The predictions turned out to be wrong. Firstly, advances in technology have been uneven. Secondly, change in technology has also translated into the need for more input, toil and income and thus requiring contemporary men and women to work more to be able to afford said technology. In plain English, we need to work even more to be able to buy all the things we want that we did not even know about fifty years ago. Sorry, Scientific American. Growth in productivity has been accompanied by a growth in technological Joneses.
Wrongly or rightly, predictions that human jobs will be replaced by technology and robotics has already partly happened. Telephone operators or typists are obvious examples. Now, let us assume for the moment that Replicants, Skynet or Cylons are either not going to come into being or, if they do, which is the likely scenario will not seek to usurp their short-sighted creators, but that did not stop Oxford University professors Carl Benedikt Frey and Michael A. Osborne from publishing a much-discussed paper on mankind’s employability resilience. They also hypothesized that advances in technology vis-a-vis human happiness and employment do not constitute a linear path from the 19th to 20th to the 21st century. Moreover, the composition of the employment market will change. They argue that employment will shift to industries where productivity is growing. Except, this time there is a caveat. The famous ‘knowledge worker’ will not be able to out-smart or out-knowledge computerisation.

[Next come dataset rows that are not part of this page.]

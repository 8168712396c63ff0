//! Cross-lane movement laws: slice/unslice inversion, rearrange, shuffles.

use rand::Rng;

use lanewise::simd::{Mask, Shuffle, SimdElement, Vector};

fn random_vector<T: SimdElement, const N: usize>(rng: &mut impl Rng) -> Vector<T, N>
where
    rand::distr::StandardUniform: rand::distr::Distribution<T>,
{
    Vector::from_fn(|_| rng.random())
}

#[test]
fn unslice_inverts_slice_at_every_origin() {
    let mut rng = rand::rng();
    for _ in 0..50 {
        let v1: Vector<i32, 8> = random_vector(&mut rng);
        let v2: Vector<i32, 8> = random_vector(&mut rng);
        for origin in 0..=8 {
            let s = v1.slice_with(origin, v2);
            assert_eq!(s.unslice_with(origin, v1, 0), v1, "origin {origin}");
            assert_eq!(s.unslice_with(origin, v2, 1), v2, "origin {origin}");
        }
    }
}

#[test]
fn slice_boundaries_are_inclusive_of_lane_count() {
    let v1 = Vector::<i16, 8>::from_fn(|i| i as i16);
    let v2 = Vector::<i16, 8>::from_fn(|i| 100 + i as i16);
    assert_eq!(v1.slice_with(0, v2), v1);
    assert_eq!(v1.slice_with(8, v2), v2);
}

#[test]
fn identity_shuffle_rearranges_to_self() {
    fn check<T: SimdElement, const N: usize>()
    where
        rand::distr::StandardUniform: rand::distr::Distribution<T>,
    {
        let mut rng = rand::rng();
        let v: Vector<T, N> = Vector::from_fn(|_| rng.random());
        assert_eq!(v.rearrange(Shuffle::iota()), v);
    }
    check::<i8, 16>();
    check::<i16, 8>();
    check::<i32, 4>();
    check::<i64, 2>();
    check::<f32, 4>();
    check::<f64, 2>();
}

#[test]
fn opposite_rotations_cancel() {
    let mut rng = rand::rng();
    let v: Vector<i32, 8> = random_vector(&mut rng);
    for k in 0..8 {
        let fwd = Shuffle::<i32, 8>::iota_with(k, 1, true);
        let back = Shuffle::<i32, 8>::iota_with(-k, 1, true);
        assert_eq!(v.rearrange(fwd).rearrange(back), v);
        // composing the two shuffles directly gives the identity table
        assert_eq!(fwd.rearrange(back), Shuffle::iota());
    }
}

#[test]
fn wrap_indexes_maps_exceptional_entries_into_range() {
    let s = Shuffle::<i32, 8>::from_fn(|i| i as i32 - 8);
    assert!(!s.is_valid());
    let w = s.wrap_indexes();
    assert!(w.is_valid());
    assert_eq!(w, Shuffle::iota());
}

#[test]
fn masked_rearrange_zeroes_unset_lanes() {
    let v = Vector::<i32, 4>::from_array([1, 2, 3, 4]);
    // exceptional entries sit only where the mask is unset
    let s = Shuffle::<i32, 4>::from_array([2, -1, 1, -3]);
    let m = Mask::<i32, 4>::from_array([true, false, true, false]);
    assert_eq!(v.rearrange_masked(s, m).to_array(), [3, 0, 2, 0]);
}

#[test]
fn two_vector_rearrange_crosses_the_boundary() {
    let a = Vector::<i8, 8>::from_fn(|i| i as i8);
    let b = Vector::<i8, 8>::from_fn(|i| 10 + i as i8);
    // interleave: even output lanes from a, odd from b (as exceptional entries)
    let s = Shuffle::<i8, 8>::from_fn(|i| {
        let half = (i / 2) as i32;
        if i % 2 == 0 {
            half
        } else {
            half - 8
        }
    });
    assert_eq!(
        a.rearrange_with(s, b).to_array(),
        [0, 10, 1, 11, 2, 12, 3, 13]
    );
}

#[test]
fn select_from_is_rearrange_through_lane_values() {
    let mut rng = rand::rng();
    for _ in 0..50 {
        let table: Vector<i32, 8> = random_vector(&mut rng);
        let indexes = Vector::<i32, 8>::from_fn(|_| rng.random_range(0..8));
        let selected = indexes.select_from(table);
        for i in 0..8 {
            assert_eq!(selected.lane(i), table.lane(indexes.lane(i) as usize));
        }
    }
}
use std::cmp::Ordering;
use std::env;
use std::process::Command;

// CPU features that widen the preferred vector shape
#[derive(PartialEq, Eq, Debug)]
struct CpuFeature {
    name: &'static str,
    rustc_flag: &'static str,
    cfg_flag: &'static str,
    detected: bool,
}

impl CpuFeature {
    // Define priority order between CPU features (lowest number == highest priority).
    // The widest detected vector unit wins: the cfg flag it emits decides the
    // platform-preferred maximum shape exposed by the species registry.
    fn priority(&self) -> usize {
        match self.name {
            "avx512f" => 0,
            "avx2" => 1,
            "sse4_1" => 2,
            "neon" => 3,
            _ => usize::MAX, // lowest priority by default
        }
    }

    // Groups all CPU features this crate keys its preferred shape on
    fn features() -> Vec<CpuFeature> {
        vec![
            CpuFeature {
                name: "sse4_1",
                rustc_flag: "+sse4.1",
                cfg_flag: "sse",
                detected: false,
            },
            CpuFeature {
                name: "avx512f",
                rustc_flag: "+avx512f",
                cfg_flag: "avx512",
                detected: false,
            },
            CpuFeature {
                name: "avx2",
                rustc_flag: "+avx2,+avx",
                cfg_flag: "avx2",
                detected: false,
            },
            CpuFeature {
                name: "neon",
                rustc_flag: "+neon",
                cfg_flag: "neon",
                detected: false,
            },
        ]
    }
}

impl Ord for CpuFeature {
    fn cmp(&self, other: &Self) -> Ordering {
        self.priority().cmp(&other.priority())
    }
}

impl PartialOrd for CpuFeature {
    fn partial_cmp(&self, other: &Self) -> Option<Ordering> {
        Some(self.cmp(other))
    }
}

// Feature detection trait to make implementations more modular
trait CpuFeatureDetector {
    fn detect_features(&self, features: &mut [CpuFeature]);
    fn is_applicable(&self) -> bool;
}

// Linux CPU feature detector
struct LinuxDetector;
impl CpuFeatureDetector for LinuxDetector {
    fn detect_features(&self, features: &mut [CpuFeature]) {
        if let Ok(cpuinfo) = std::fs::read_to_string("/proc/cpuinfo") {
            let contents = cpuinfo.to_lowercase();
            for feature in features.iter_mut() {
                feature.detected = contents.contains(feature.name);
            }
        }
    }

    fn is_applicable(&self) -> bool {
        cfg!(target_os = "linux")
    }
}

// macOS CPU feature detector
struct MacOSDetector;
impl CpuFeatureDetector for MacOSDetector {
    fn detect_features(&self, features: &mut [CpuFeature]) {
        let output = Command::new("sysctl").args(["-a"]).output();

        if let Ok(output) = output {
            let contents = String::from_utf8_lossy(&output.stdout).to_lowercase();

            for feature in features.iter_mut() {
                match feature.name {
                    "avx512f" => feature.detected = contents.contains("hw.optional.avx512f: 1"),
                    "avx2" => feature.detected = contents.contains("hw.optional.avx2_0: 1"),
                    "sse4_1" => feature.detected = contents.contains("hw.optional.sse4_1: 1"),
                    "neon" => feature.detected = contents.contains("hw.optional.neon: 1"),
                    _ => {}
                }
            }
        }
    }

    fn is_applicable(&self) -> bool {
        cfg!(target_os = "macos")
    }
}

// Factory that creates the appropriate detector for the current OS
struct PlatformDetector;
impl PlatformDetector {
    fn cpu_features_detectors() -> Vec<Box<dyn CpuFeatureDetector>> {
        vec![Box::new(LinuxDetector), Box::new(MacOSDetector)]
    }

    fn detect_cpu_features(features: &mut [CpuFeature]) {
        // Get detectors for all supported platforms
        let detectors = Self::cpu_features_detectors();

        // Find the applicable detector and use it
        for detector in detectors {
            if detector.is_applicable() {
                detector.detect_features(features);
                break;
            }
        }
    }

    fn apply(features: &mut [CpuFeature]) {
        // Sort features by priority (highest first)
        features.sort();

        // Find and use the widest detected feature (if any);
        // if nothing is detected the preferred shape stays at 128 bits
        let cfg_flag = features
            .iter()
            .find(|cpu_feature| cpu_feature.detected)
            .map(|cpu_feature| {
                println!("cargo:rustc-flag=-C");
                println!("cargo:rustc-flag=target-feature={}", cpu_feature.rustc_flag);
                cpu_feature.cfg_flag
            })
            .unwrap_or("fallback");

        println!("cargo:rustc-cfg={cfg_flag}");

        println!("cargo::rustc-check-cfg=cfg(avx512)");
        println!("cargo::rustc-check-cfg=cfg(avx2)");
        println!("cargo::rustc-check-cfg=cfg(sse)");
        println!("cargo::rustc-check-cfg=cfg(neon)");
        println!("cargo::rustc-check-cfg=cfg(fallback)");
    }
}

fn main() {
    let mut features = CpuFeature::features();

    // Determine if we're cross-compiling
    let host = env::var("HOST").unwrap_or_default();
    let target = env::var("TARGET").unwrap_or_default();

    let is_native_build = host == target;

    // Only run CPU detection for native builds
    if is_native_build {
        PlatformDetector::detect_cpu_features(&mut features);
    }

    PlatformDetector::apply(&mut features);
}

What I find interesting is the discussion of ‘big data.’ This term could mean many things and refers to concepts as related, but diverse, as HADOOP, social media, IOT (Internet Of Things) or the digitization of all human knowledge. For once, computers or robots will not be asked to replace human activity in a specific environment or domain. They are being fashioned to do it all inclusive of tasks unforeseen. Think about it. This is not a robotic assembly line. This is a domain-less knowledge worker. The said ‘worker’ can do legal analysis, drive, conduct surgery or do something as mundane as find one a telephone number on the Internet.
So, what do the researchers think about the chances of sales becoming automated and job losses in the occupation. We have all heard the adage that ‘people buy from people.’ Is it true or merely another in the long list of dated, or patently false, tidbits?
Before answering it is useful to note that the researchers explain that there is a smaller chance that position which require “creative intelligence” (basically the ability to be clever and non-routine) and “social intelligence” (essentially the ability to understand others and react) will fall prey to obsolescence. In another cruel and Darwinian twist of fate, the model therefore predicts that lower paid jobs (included the dreaded McJobs) will be susceptible to automation more than higher paid jobs. Generally speaking, executive positions, business and healthcare jobs are at a lower risk of replacement. Construction, transportation and production jobs are in the higher risk category. More specifically for us, telemarketers (the single most endangered position in the Appendix), retail and insurance sales are highly likely to be replaced. Negotiators, which potentially might include, very experienced salespersons or management are not. Junior or mid-experience salespersons do not fare well in the modelling however.
*Things That Need To Go Away: low energy and boring ‘sales’ with no creativity, knowledge or appeal.